The original text by 志明 survives in the canon together with the prose annotation (zhù 注) of 德諫, a Yuán Cáodòng dharma-heir of Wànsōng Xíngxiù 萬松行秀 resident at the Mongol-capital monastery Yānjīng Dà Wànshòusì. Déjiàn’s annotation glosses each couplet with prose elaborations identifying the persons, events, and texts referenced. The composite annotated work is the standard form transmitted in the canon. The bracket of dating reflects the two-stage composition: 志明’s original from the late 12th c. (under the Jīn), Déjiàn’s annotation from the mid-13th c. (under the early Yuán).

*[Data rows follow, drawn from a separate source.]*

//! Events emitted by the simulation for audio and UI feedback.

use serde::{Deserialize, Serialize};

use crate::enums::*;

/// One-shot events raised during a tick, drained into the next snapshot.
#[derive(Debug, Clone, Serialize, Deserialize)]
#[serde(tag = "type")]
pub enum GameEvent {
    /// The player took a point of damage.
    PlayerHit { remaining_health: i32 },
    /// The player's plane was destroyed.
    PlayerDown,
    /// The player fired a shot.
    PlayerFired,
    /// An enemy plane was destroyed by weapons fire or collision.
    EnemyDown { kind: ActorKind },
    /// An enemy crossed the left boundary and was removed (player penalized).
    EnemyPenetrated,
    /// The boss raised its shield.
    BossShieldUp,
    /// The boss dropped its shield.
    BossShieldDown,
    /// The level's win predicate was satisfied.
    LevelComplete { level: LevelId },
    /// The player was destroyed before winning.
    LevelFailed { level: LevelId },
}
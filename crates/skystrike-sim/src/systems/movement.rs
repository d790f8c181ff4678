//! Kinematic advance system.
//!
//! Velocities are authored in pixels per tick, so the update is a plain
//! add with no dt factor. The player's velocity is always zero; its
//! movement comes from held-key intents applied later in the sequence.

use hecs::World;

use skystrike_core::types::{Position, Velocity};

/// Advance every actor with Position + Velocity by one tick.
pub fn run(world: &mut World) {
    for (_entity, (pos, vel)) in world.query_mut::<(&mut Position, &Velocity)>() {
        pos.0 += vel.0;
    }
}
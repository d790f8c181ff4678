//! Player commands sent from the frontend to the simulation.
//!
//! Commands are queued and drained at the next tick boundary.

use serde::{Deserialize, Serialize};

use crate::enums::*;

/// All possible player actions.
#[derive(Debug, Clone, Serialize, Deserialize)]
#[serde(tag = "type")]
pub enum PlayerCommand {
    // --- Input ---
    /// A logical game key was pressed.
    KeyDown { key: GameKey },
    /// A logical game key was released.
    KeyUp { key: GameKey },

    // --- Level control ---
    /// Start the given level (only honored if campaign progress allows it).
    StartLevel { level: LevelId },
    /// Restart the current level from scratch with the same settings.
    RestartLevel,
    /// Return to the main menu, discarding the current level instance.
    ReturnToMenu,

    // --- Simulation control ---
    /// Suspend the update loop.
    Pause,
    /// Resume a paused level.
    Resume,

    // --- Progress ---
    /// Wipe campaign progress back to level one.
    ResetProgress,
}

The work is one of the principal pedagogical documents of the Cáodòng tradition specifically: both 志明 and Déjiàn were Cáodòng masters, the original was composed at Shàolínsì (the Cáodòng establishment), and the work transmits the Cáo-dòng-school presentation of the Chán lineage. The Manji Xuzangjing (X87 no. 1614) preserves the text on the basis of late-Míng / Qīng prints.
Translations and research
- 陳士強, 〈《禪苑蒙求瑤林》並《拾遺》舉隅──禪籍導讀之九〉, Fǎ-yīn 法音 (1989) — the principal Chinese-language introductory study.
- No substantial Western-language secondary monograph located.
- 阿部肇一, 《中國禪宗史の研究》 (Tokyo, 1963).
Other points of interest
The work is one of the principal canonical witnesses to the Jīn-dynasty Buddhist establishment of the north — i.e., the Buddhist culture of the Jurchen-ruled territory that was institutionally separated from the Southern Sòng south after 1142. The Jīn-Buddhist Cáodòng establishment at Sōngshān Shàolínsì, where 志明 was abbot, was the principal northern Cáodòng centre and the parent-house of the lineage that produced Wànsōng Xíngxiù 萬松行秀 — the great early-Yuán Cáodòng master and Déjiàn’s teacher — in the next generation. The work thus documents a Jīn–Yuán Cáodòng continuity that the Southern-Sòng-centred dēnglù tradition tends to obscure.